§ **What to work on**: What lines in the records include the string "joined"? Return each one.

§ **Stored data entries**:
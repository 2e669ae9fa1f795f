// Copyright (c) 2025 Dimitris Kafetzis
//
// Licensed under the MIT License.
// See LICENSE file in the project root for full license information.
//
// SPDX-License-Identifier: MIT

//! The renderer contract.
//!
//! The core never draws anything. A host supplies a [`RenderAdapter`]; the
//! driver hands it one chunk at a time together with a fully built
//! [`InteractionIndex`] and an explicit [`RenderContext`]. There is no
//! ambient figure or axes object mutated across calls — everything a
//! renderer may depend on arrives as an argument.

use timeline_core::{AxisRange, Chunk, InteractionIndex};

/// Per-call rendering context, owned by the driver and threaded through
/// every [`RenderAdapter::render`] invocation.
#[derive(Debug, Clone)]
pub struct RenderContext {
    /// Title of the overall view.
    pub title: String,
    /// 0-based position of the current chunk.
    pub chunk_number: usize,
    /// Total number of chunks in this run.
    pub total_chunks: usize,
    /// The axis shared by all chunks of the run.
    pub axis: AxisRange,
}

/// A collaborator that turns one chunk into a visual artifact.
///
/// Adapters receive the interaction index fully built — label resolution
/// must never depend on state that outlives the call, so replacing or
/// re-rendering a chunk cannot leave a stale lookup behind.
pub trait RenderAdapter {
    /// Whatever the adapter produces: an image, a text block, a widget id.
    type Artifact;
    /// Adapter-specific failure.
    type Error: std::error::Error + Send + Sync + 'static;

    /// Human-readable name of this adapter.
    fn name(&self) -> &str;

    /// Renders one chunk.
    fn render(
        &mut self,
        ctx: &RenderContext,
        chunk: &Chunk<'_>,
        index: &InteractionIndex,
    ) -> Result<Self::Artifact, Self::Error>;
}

...

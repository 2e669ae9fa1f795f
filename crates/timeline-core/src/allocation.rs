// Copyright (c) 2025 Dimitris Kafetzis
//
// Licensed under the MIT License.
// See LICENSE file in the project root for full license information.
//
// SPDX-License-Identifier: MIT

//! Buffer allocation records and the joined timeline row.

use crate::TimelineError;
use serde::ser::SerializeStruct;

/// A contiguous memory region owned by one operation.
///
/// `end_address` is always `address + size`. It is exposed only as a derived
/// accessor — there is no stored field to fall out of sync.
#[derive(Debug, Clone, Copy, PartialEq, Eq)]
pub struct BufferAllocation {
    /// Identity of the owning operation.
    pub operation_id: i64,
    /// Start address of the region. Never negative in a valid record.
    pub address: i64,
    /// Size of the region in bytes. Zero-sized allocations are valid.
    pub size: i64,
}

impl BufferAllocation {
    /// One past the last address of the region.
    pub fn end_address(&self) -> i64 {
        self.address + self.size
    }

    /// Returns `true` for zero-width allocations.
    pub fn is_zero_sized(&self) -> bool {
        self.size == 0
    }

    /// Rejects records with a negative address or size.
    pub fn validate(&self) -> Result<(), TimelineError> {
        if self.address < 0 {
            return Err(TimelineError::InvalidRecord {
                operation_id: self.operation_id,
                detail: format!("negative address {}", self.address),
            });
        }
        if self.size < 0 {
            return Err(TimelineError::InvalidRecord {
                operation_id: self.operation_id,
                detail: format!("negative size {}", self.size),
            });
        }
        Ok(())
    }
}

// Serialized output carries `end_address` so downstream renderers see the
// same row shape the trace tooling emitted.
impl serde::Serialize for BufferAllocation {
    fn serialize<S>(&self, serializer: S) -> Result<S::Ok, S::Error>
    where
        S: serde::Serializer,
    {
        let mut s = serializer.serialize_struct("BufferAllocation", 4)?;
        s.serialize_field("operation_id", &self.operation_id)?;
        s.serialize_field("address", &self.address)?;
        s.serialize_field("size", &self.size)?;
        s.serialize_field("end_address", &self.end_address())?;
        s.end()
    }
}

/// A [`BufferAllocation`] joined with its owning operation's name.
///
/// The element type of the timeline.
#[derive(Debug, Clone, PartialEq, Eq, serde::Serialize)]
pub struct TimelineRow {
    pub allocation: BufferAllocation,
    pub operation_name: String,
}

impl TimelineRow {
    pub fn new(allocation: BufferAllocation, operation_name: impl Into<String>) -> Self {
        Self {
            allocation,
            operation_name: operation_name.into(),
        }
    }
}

§ **Result**:
//! Buffer allocation records and the joined timeline row.
/// A [`BufferAllocation`] joined with its owning operation's name.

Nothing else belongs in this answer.